The authors concluded that Hodgkin's lymphoma does not appear to be associated with the duration of immunosuppression, the CD4+ cell count nadir, viral load or the use of antiretroviral drugs. They speculated that other unmeasured factors, including EBV infection, immune activation and altered qualitative immune function, may explain the increasing incidence over time of HIV-associated Hodgkin's lymphoma.
This study presents an intriguing contrast to the previous two, suggesting that the emerging mode of increased non-AIDS-defining malignancies risk associated with HIV infection, particularly in individuals with low CD4+ cell count counts, may not be simple and may not apply equally to various non-AIDS-defining cancers.

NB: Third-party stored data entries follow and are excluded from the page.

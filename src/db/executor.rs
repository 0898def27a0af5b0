use crate::db::pool::DuckDbConnectionManager;
use crate::db::rows::{ResultRow, SqlValue};
use crate::db::{ExecuteError, QueryRunner};
use async_trait::async_trait;
use duckdb::Connection;
use r2d2::Pool;
use tokio_util::sync::CancellationToken;
use tracing::{debug, error};

/// Executes model-generated SQL against the catalog database. One pooled
/// connection per call, checked out inside the blocking task and dropped on
/// every exit path of it.
pub struct QueryExecutor {
    pool: Pool<DuckDbConnectionManager>,
}

impl QueryExecutor {
    pub fn new(pool: Pool<DuckDbConnectionManager>) -> Self {
        Self { pool }
    }
}

fn db_error(e: impl std::fmt::Display) -> ExecuteError {
    ExecuteError::Database(e.to_string())
}

/// Runs the statement whole, no parameter binding, and materializes every
/// returned row in the store's native order. Statements that yield no result
/// set (DDL or DML without RETURNING) produce an empty vector.
fn collect_rows(conn: &Connection, sql: &str) -> Result<Vec<ResultRow>, ExecuteError> {
    let mut stmt = conn.prepare(sql).map_err(db_error)?;

    let mut rows = stmt.query([]).map_err(db_error)?;

    // Column metadata is only available once the statement has executed;
    // reading it earlier panics inside the driver.
    let mut column_names = Vec::new();
    if let Some(executed) = rows.as_ref() {
        let column_count = executed.column_count();
        column_names.reserve(column_count);
        for i in 0..column_count {
            match executed.column_name(i) {
                Ok(name) => column_names.push(name.to_string()),
                Err(e) => return Err(db_error(e)),
            }
        }
    }
    let mut out = Vec::new();
    while let Some(row) = rows.next().map_err(db_error)? {
        let mut columns = Vec::with_capacity(column_names.len());
        for (i, name) in column_names.iter().enumerate() {
            let value = row.get_ref(i).map_err(db_error)?;
            columns.push((name.clone(), SqlValue::from(value)));
        }
        out.push(ResultRow::new(columns));
    }

    Ok(out)
}

#[async_trait]
impl QueryRunner for QueryExecutor {
    async fn run(
        &self,
        sql: &str,
        cancel: &CancellationToken,
    ) -> Result<Vec<ResultRow>, ExecuteError> {
        if cancel.is_cancelled() {
            return Err(ExecuteError::Cancelled);
        }

        debug!("executing statement: {}", sql);

        let pool = self.pool.clone();
        let sql = sql.to_string();
        let task = tokio::task::spawn_blocking(move || -> Result<Vec<ResultRow>, ExecuteError> {
            let conn = pool.get().map_err(db_error)?;
            collect_rows(&conn, &sql)
        });

        // On cancellation the detached task still runs to completion, so the
        // pooled connection is always returned even when we stop waiting.
        tokio::select! {
            _ = cancel.cancelled() => Err(ExecuteError::Cancelled),
            joined = task => match joined {
                Ok(result) => result,
                Err(e) => {
                    error!("query task failed to complete: {}", e);
                    Err(ExecuteError::Database(format!("query task failed: {}", e)))
                }
            }
        }
    }
}

#[cfg(test)]
mod tests {
    use super::*;
    use chrono::Datelike;

    fn in_memory_executor() -> QueryExecutor {
        let manager = DuckDbConnectionManager::new(":memory:".to_string());
        let pool = Pool::builder().max_size(2).build(manager).unwrap();
        QueryExecutor::new(pool)
    }

    #[tokio::test]
    async fn materializes_a_scalar_select() {
        let executor = in_memory_executor();
        let rows = executor
            .run("SELECT 1 AS one", &CancellationToken::new())
            .await
            .unwrap();
        assert_eq!(rows.len(), 1);
        assert_eq!(rows[0].get("one"), Some(&SqlValue::Integer(1)));
    }

    #[tokio::test]
    async fn captures_every_column_by_name_in_order() {
        let executor = in_memory_executor();
        let rows = executor
            .run(
                "SELECT 42 AS i, CAST(2.5 AS DOUBLE) AS f, 'abc' AS s, true AS b, NULL AS n",
                &CancellationToken::new(),
            )
            .await
            .unwrap();
        let row = &rows[0];
        assert_eq!(
            row.column_names().collect::<Vec<_>>(),
            vec!["i", "f", "s", "b", "n"]
        );
        assert_eq!(row.get("i"), Some(&SqlValue::Integer(42)));
        assert_eq!(row.get("f"), Some(&SqlValue::Float(2.5)));
        assert_eq!(row.get("s"), Some(&SqlValue::Text("abc".to_string())));
        assert_eq!(row.get("b"), Some(&SqlValue::Boolean(true)));
        assert_eq!(row.get("n"), Some(&SqlValue::Null));
    }

    #[tokio::test]
    async fn decimal_values_come_back_as_floats() {
        let executor = in_memory_executor();
        let rows = executor
            .run(
                "SELECT CAST(19.99 AS DECIMAL(10, 2)) AS price",
                &CancellationToken::new(),
            )
            .await
            .unwrap();
        assert_eq!(rows[0].get("price"), Some(&SqlValue::Float(19.99)));
    }

    #[tokio::test]
    async fn date_values_map_to_timestamps() {
        let executor = in_memory_executor();
        let rows = executor
            .run("SELECT DATE '2001-07-08' AS d", &CancellationToken::new())
            .await
            .unwrap();
        match rows[0].get("d") {
            Some(SqlValue::Timestamp(ts)) => {
                assert_eq!((ts.year(), ts.month(), ts.day()), (2001, 7, 8));
            }
            other => panic!("expected timestamp, got {:?}", other),
        }
    }

    #[tokio::test]
    async fn ddl_yields_an_empty_sequence_not_an_error() {
        let executor = in_memory_executor();
        let rows = executor
            .run("CREATE TABLE t (x INTEGER)", &CancellationToken::new())
            .await
            .unwrap();
        assert!(rows.is_empty());
    }

    #[tokio::test]
    async fn empty_result_set_is_an_empty_sequence() {
        let executor = in_memory_executor();
        let rows = executor
            .run("SELECT 1 AS one WHERE 1 = 0", &CancellationToken::new())
            .await
            .unwrap();
        assert!(rows.is_empty());
    }

    #[tokio::test]
    async fn syntax_errors_surface_the_store_message() {
        let executor = in_memory_executor();
        let err = executor
            .run("SELEKT broken", &CancellationToken::new())
            .await
            .unwrap_err();
        match err {
            ExecuteError::Database(msg) => assert!(!msg.is_empty()),
            other => panic!("expected database error, got {:?}", other),
        }
    }

    #[tokio::test]
    async fn checkout_is_released_after_success_and_failure() {
        // Pool of one: a leaked checkout would stall the next run
        let manager = DuckDbConnectionManager::new(":memory:".to_string());
        let pool = Pool::builder().max_size(1).build(manager).unwrap();
        let executor = QueryExecutor::new(pool);
        let token = CancellationToken::new();

        for _ in 0..3 {
            executor.run("SELECT 1", &token).await.unwrap();
            executor.run("SELEKT broken", &token).await.unwrap_err();
        }
    }

    #[tokio::test]
    async fn cancelled_token_short_circuits() {
        let executor = in_memory_executor();
        let token = CancellationToken::new();
        token.cancel();
        let err = executor.run("SELECT 1", &token).await.unwrap_err();
        assert!(matches!(err, ExecuteError::Cancelled));
    }

    #[tokio::test]
    async fn cancellation_mid_wait_still_returns_the_checkout() {
        use std::sync::Arc;
        use std::time::Duration;

        let manager = DuckDbConnectionManager::new(":memory:".to_string());
        let pool = Pool::builder().max_size(1).build(manager).unwrap();
        let executor = Arc::new(QueryExecutor::new(pool.clone()));
        let token = CancellationToken::new();

        // Hold the only connection so the dispatched statement is stuck
        // waiting on its checkout when the cancellation fires.
        let held = pool.get().unwrap();

        let in_flight = tokio::spawn({
            let executor = Arc::clone(&executor);
            let token = token.clone();
            async move { executor.run("SELECT 1 AS one", &token).await }
        });

        tokio::time::sleep(Duration::from_millis(50)).await;
        token.cancel();

        let err = in_flight.await.unwrap().unwrap_err();
        assert!(matches!(err, ExecuteError::Cancelled));

        // The detached task still completes and returns the checkout once
        // the held connection is released, so a fresh run succeeds.
        drop(held);
        let rows = executor
            .run("SELECT 1 AS one", &CancellationToken::new())
            .await
            .unwrap();
        assert_eq!(rows.len(), 1);
    }
}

The large American study found a doubling of Hodgkin's lymphoma incidence from the late 1990s to the early 2000s and a three-fold higher risk of Hodgkin's lymphoma among HIV-infected individuals compared with the general population. However, the increase in Hodgkin's lymphoma incidence seen in the French/Australian study, with a smaller number of person-years, did not reach statistical significance. Moreover, the authors found no support for an association between HAART and the risk of Hodgkin's lymphoma, but they also did not identify a protective effect of HAART.
The small number of cases and controls may have masked associations with risk factors. In particular, the study design -- matching controls to cases by CD4+ cell count -- precluded the possibility of finding an association between Hodgkin's lymphoma risk and CD4+ cell count. Hence, the possible influence of the degree of immunosuppression remains unaddressed.
Finally, because Hodgkin's lymphoma is a disease of lymphocytes and one that is associated in this setting with EBV infection, it may represent a unique type of malignancy that is unrepresentative of other non-AIDS-defining malignancies. As the case of anal cancer -- another disease associated with chronic viral infection -- also suggests, the dichotomous categories of AIDS-defining malignancies and non-AIDS-defining malignancies may need to give way as clinicians develop a more sophisticated understanding of how HIV infection increases the risk of different neoplasms.